The raspy voice from behind the sanctuary doors wasn’t the preacher’s or anyone in the congregation. It belonged to something dead.

Finger to his lips, Chris led them to the front door. Heavy pews had been stacked atop one another to form a barricade. While Dawn covered them, Klinger and Chris sat their guns aside and lifted the top pew.

Inside the sanctuary, someone screamed. Startled, Chris lost his grip. The pew crashed to the floor, reverberating throughout the building. Reichart stopped in mid-sermon. A second later, the sanctuary doors banged open. Parishioners flooded into the narthex, wide-eyed.

Dawn raised her pistol. “We don’t want any trouble. We just want to leave.”

Inside the sanctuary, Reichart shouted, “Who dares disturb the resurrection?”

“It’s the Shackelford’s,” a man yelled. “And that stranger we let in earlier in the week. Say they’re leaving.”

The preacher squawked. “Oh, no they aren’t. Bring them to me.”

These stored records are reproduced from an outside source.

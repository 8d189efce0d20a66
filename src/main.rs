use clap::Parser;
use segroute::cli::{run_cli, Cli};
use segroute::telemetry::{init_logging, LogConfig};

fn main() -> anyhow::Result<()> {
    let cli = Cli::parse();
    init_logging(&LogConfig::from_env())?;
    run_cli(cli)
}
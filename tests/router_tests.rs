use std::sync::Arc;
use std::thread;

use http::Method;
use segroute::router::{RouteError, Router, SegmentType};
use segroute::{handler_fn, Context, Handler};

fn named(name: &'static str) -> Handler {
    handler_fn(move |ctx| ctx.resp_body = name.as_bytes().to_vec())
}

fn served_by(router: &Router, method: Method, path: &str) -> Option<String> {
    let m = router.find_route(&method, path)?;
    let handler = m.handler?;
    let mut ctx = Context::default();
    handler(&mut ctx);
    Some(String::from_utf8(ctx.resp_body).unwrap())
}

fn build() -> Router {
    let mut router = Router::new();
    let routes: &[(Method, &str, &'static str)] = &[
        (Method::GET, "/", "root"),
        (Method::GET, "/user", "user"),
        (Method::GET, "/user/home", "user_home"),
        (Method::GET, "/order/detail", "order_detail"),
        (Method::GET, "/order/:id", "order_id"),
        (Method::GET, "/order/:id/items", "order_items"),
        (Method::GET, "/files/*", "files"),
        (Method::GET, "/reg/:code(^[0-9]+)", "reg_digits"),
        (Method::POST, "/order/create", "order_create"),
        (Method::PUT, "/*", "put_any"),
    ];
    for (method, path, name) in routes {
        router
            .add_route(method.clone(), path, named(name), vec![])
            .unwrap();
    }
    router
}

#[test]
fn test_distinct_routes_resolve() {
    let router = build();
    let cases: &[(Method, &str, Option<&str>)] = &[
        (Method::GET, "/", Some("root")),
        (Method::GET, "/user", Some("user")),
        (Method::GET, "/user/home", Some("user_home")),
        (Method::GET, "/order/detail", Some("order_detail")),
        (Method::GET, "/order/123", Some("order_id")),
        (Method::GET, "/order/123/items", Some("order_items")),
        (Method::GET, "/files/a/b/c.txt", Some("files")),
        (Method::GET, "/reg/2024", Some("reg_digits")),
        (Method::GET, "/reg/abc", None),
        (Method::POST, "/order/create", Some("order_create")),
        (Method::POST, "/order/123", None),
        (Method::GET, "/missing", None),
        (Method::DELETE, "/user", None),
    ];
    for (method, path, expected) in cases {
        assert_eq!(
            served_by(&router, method.clone(), path).as_deref(),
            *expected,
            "{method} {path}"
        );
    }
}

#[test]
fn test_methods_are_isolated() {
    let router = build();
    assert_eq!(served_by(&router, Method::PUT, "/user").as_deref(), Some("put_any"));
    assert_eq!(served_by(&router, Method::GET, "/user").as_deref(), Some("user"));
    assert_eq!(served_by(&router, Method::PUT, "/a/b/c").as_deref(), Some("put_any"));
}

#[test]
fn test_params_are_captured() {
    let router = build();
    let m = router.find_route(&Method::GET, "/order/77/items").unwrap();
    assert_eq!(m.route_template(), Some("/order/:id/items"));
    assert_eq!(m.get_path_param("id"), Some("77"));

    let m = router.find_route(&Method::GET, "/reg/9").unwrap();
    assert_eq!(m.get_path_param("code"), Some("9"));
}

#[test]
fn test_regex_is_anchored_to_the_whole_segment() {
    let mut router = Router::new();
    router
        .add_route(Method::GET, "/v/:n(\\d+)", named("digits"), vec![])
        .unwrap();
    assert_eq!(served_by(&router, Method::GET, "/v/12").as_deref(), Some("digits"));
    assert_eq!(served_by(&router, Method::GET, "/v/12a"), None);
}

#[test]
fn test_path_without_leading_slash_is_not_found() {
    let router = build();
    assert!(router.find_route(&Method::GET, "user").is_none());
}

#[test]
fn test_construction_errors() {
    let mut router = build();
    let cases: Vec<(&str, RouteError)> = vec![
        ("", RouteError::EmptyPath),
        (
            "user",
            RouteError::MissingLeadingSlash {
                path: "user".to_string(),
            },
        ),
        (
            "/user/",
            RouteError::TrailingSlash {
                path: "/user/".to_string(),
            },
        ),
        (
            "/a//b",
            RouteError::EmptySegment {
                path: "/a//b".to_string(),
            },
        ),
        (
            "/user",
            RouteError::DuplicateRoute {
                method: Method::GET,
                path: "/user".to_string(),
            },
        ),
        (
            "/order/*",
            RouteError::ConflictingSegment {
                path: "/order/*".to_string(),
                existing: SegmentType::Param,
                attempted: SegmentType::Wildcard,
            },
        ),
        (
            "/files/:name",
            RouteError::ConflictingSegment {
                path: "/files/:name".to_string(),
                existing: SegmentType::Wildcard,
                attempted: SegmentType::Param,
            },
        ),
    ];
    let before = router.len();
    for (path, expected) in cases {
        assert_eq!(
            router.add_route(Method::GET, path, named("x"), vec![]),
            Err(expected),
            "{path:?}"
        );
    }
    assert_eq!(router.len(), before);
}

#[test]
fn test_error_messages_name_the_path() {
    let mut router = Router::new();
    router.add_route(Method::GET, "/a/:id", named("a"), vec![]).unwrap();
    let err = router
        .add_route(Method::GET, "/a/(x+)", named("b"), vec![])
        .unwrap_err();
    assert!(err.to_string().contains("/a/(x+)"), "{err}");
}

#[test]
fn test_router_shared_across_threads() {
    let router = Arc::new(build());
    let workers: Vec<_> = (0..8)
        .map(|i| {
            let router = Arc::clone(&router);
            thread::spawn(move || {
                for _ in 0..200 {
                    let path = format!("/order/{i}");
                    let m = router.find_route(&Method::GET, &path).unwrap();
                    assert_eq!(m.get_path_param("id"), Some(i.to_string().as_str()));
                }
            })
        })
        .collect();
    for worker in workers {
        worker.join().unwrap();
    }
}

Chris and Klinger sprang for their guns. Several more members of the congregation poured through the sanctuary doors.

“Get back,” Dawn warned, spacing her feet apart. “I will shoot you.”

“You won’t kill us, sister.” The speaker was a fat man, an atheist four weeks before, now one of Reichart’s most fervent followers. His eyes darted from the gun to Dawn’s breasts. He licked his lips. Dawn shot him between the eyes. Her wrists snapped backward from the recoil. She drew a bead on the next.

The fat man collapsed. Some of the believers rushed them while others ducked back inside the sanctuary. Dawn and Chris opened fire, dropping six attackers in as many shots. Klinger fumbled with his weapon, and the crowd fell on him, dragging him inside.

Chris and Dawn pursued them into the sanctuary. At the front, twelve makeshift crosses had been mounted around the communion rail. Former members of the congregation—those who’d spoke out against Reichart—hung crucified, their throats cut. Blood still jetted from the fresh wounds. The corpses twitched, reanimating.

“They were asleep,” Reichart shrieked, “and now they are changed. We shall not all sleep, but we shall all be changed!”

Chris grabbed Dawn’s arm. “Let’s go! We’re too late.”

“Klinger.” She shook him off. “We can’t just—”

One of the zombies tore free of its cross, the nails ripping through its wrists and feet. It landed on an elderly woman, crushing her to the floor. Then it began to feed. Chris and Dawn couldn’t see it, but they could hear the tearing sounds.

The other creatures followed its lead, freeing themselves, ignoring the damage to their bodies.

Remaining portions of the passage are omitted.